Records shown
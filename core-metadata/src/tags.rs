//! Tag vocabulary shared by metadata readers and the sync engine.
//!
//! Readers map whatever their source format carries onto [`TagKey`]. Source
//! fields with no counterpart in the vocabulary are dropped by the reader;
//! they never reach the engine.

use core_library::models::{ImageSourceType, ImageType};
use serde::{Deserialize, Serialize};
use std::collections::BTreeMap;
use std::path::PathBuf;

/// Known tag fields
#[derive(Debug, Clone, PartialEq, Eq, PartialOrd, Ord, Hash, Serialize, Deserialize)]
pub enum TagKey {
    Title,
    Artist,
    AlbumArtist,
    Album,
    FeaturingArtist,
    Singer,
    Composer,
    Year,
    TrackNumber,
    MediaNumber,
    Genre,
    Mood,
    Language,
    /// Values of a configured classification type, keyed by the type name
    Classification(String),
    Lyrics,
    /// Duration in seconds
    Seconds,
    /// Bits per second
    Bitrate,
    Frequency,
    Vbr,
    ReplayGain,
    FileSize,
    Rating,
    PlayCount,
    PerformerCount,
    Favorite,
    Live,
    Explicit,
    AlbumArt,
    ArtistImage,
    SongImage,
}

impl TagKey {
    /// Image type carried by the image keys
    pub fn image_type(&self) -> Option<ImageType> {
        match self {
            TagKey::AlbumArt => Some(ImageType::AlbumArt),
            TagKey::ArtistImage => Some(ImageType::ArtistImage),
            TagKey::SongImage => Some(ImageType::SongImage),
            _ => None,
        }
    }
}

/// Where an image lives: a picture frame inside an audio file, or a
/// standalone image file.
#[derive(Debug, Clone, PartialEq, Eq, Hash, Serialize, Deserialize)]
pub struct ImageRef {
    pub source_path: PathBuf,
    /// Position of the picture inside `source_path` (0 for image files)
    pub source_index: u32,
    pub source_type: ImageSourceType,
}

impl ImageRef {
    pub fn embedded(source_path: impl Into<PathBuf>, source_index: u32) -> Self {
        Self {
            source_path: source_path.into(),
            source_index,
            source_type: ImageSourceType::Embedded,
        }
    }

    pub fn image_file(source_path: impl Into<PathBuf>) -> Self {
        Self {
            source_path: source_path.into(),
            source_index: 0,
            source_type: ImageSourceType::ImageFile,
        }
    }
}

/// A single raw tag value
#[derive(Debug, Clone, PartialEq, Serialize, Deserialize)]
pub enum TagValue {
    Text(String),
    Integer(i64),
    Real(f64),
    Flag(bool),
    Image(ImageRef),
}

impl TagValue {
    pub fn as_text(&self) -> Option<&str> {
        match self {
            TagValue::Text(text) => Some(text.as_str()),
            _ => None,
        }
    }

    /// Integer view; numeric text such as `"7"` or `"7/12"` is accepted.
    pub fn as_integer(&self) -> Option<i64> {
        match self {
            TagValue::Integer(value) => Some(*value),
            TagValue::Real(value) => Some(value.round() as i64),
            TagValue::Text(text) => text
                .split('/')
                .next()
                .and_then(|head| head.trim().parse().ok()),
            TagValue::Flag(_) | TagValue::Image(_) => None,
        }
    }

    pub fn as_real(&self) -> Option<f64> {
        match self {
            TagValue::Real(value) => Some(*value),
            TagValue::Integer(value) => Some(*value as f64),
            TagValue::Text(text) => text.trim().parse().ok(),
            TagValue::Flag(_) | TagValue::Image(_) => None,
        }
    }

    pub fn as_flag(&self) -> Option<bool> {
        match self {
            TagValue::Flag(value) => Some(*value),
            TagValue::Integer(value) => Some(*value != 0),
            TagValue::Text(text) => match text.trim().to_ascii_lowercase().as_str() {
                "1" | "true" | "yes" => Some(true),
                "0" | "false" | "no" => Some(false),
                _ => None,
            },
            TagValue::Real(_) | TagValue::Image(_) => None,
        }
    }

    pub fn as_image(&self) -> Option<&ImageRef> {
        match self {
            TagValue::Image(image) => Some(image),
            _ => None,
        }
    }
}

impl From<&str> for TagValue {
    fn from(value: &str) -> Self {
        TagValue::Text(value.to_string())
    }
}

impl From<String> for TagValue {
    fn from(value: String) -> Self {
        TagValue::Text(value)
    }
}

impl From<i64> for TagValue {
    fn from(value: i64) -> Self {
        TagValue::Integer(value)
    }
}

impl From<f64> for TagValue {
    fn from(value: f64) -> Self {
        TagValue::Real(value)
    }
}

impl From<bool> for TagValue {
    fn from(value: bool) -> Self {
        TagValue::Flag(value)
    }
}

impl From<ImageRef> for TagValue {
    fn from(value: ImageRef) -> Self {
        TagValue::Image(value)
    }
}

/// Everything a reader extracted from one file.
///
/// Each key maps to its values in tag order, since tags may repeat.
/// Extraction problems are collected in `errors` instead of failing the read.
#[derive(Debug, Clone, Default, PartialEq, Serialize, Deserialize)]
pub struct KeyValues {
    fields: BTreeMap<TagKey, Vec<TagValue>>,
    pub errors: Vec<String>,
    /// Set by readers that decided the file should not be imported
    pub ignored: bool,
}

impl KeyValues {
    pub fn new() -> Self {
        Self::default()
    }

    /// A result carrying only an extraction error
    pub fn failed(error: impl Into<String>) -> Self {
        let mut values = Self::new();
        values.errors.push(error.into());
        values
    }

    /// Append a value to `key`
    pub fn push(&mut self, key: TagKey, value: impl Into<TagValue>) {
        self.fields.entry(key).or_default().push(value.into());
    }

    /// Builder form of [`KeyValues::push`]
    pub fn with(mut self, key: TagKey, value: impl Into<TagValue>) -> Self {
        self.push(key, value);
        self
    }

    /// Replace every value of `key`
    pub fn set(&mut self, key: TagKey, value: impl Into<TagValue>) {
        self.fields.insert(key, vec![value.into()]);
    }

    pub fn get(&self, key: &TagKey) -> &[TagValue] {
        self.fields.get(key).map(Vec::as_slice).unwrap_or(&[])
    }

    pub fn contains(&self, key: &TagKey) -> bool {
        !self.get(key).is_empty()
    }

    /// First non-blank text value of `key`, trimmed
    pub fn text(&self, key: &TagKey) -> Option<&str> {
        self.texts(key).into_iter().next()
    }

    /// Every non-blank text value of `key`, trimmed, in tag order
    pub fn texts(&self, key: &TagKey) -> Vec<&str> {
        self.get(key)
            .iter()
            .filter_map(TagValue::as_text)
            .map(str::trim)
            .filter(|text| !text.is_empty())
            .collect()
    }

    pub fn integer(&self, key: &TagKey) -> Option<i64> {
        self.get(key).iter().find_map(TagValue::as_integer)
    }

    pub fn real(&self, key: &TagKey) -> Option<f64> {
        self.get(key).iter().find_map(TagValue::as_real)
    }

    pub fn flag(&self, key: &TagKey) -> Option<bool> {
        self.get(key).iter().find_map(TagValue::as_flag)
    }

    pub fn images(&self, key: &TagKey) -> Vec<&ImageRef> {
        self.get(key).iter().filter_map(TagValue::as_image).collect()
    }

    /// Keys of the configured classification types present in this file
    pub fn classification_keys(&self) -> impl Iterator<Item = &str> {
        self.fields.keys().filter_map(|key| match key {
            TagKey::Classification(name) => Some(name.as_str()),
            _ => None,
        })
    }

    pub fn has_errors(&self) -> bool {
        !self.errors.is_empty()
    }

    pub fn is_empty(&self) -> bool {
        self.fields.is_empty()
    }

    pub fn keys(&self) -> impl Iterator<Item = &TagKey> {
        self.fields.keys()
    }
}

What needs to be done
Answer with a single number: the count of lines above that contain the string "configured".

Exercise response
2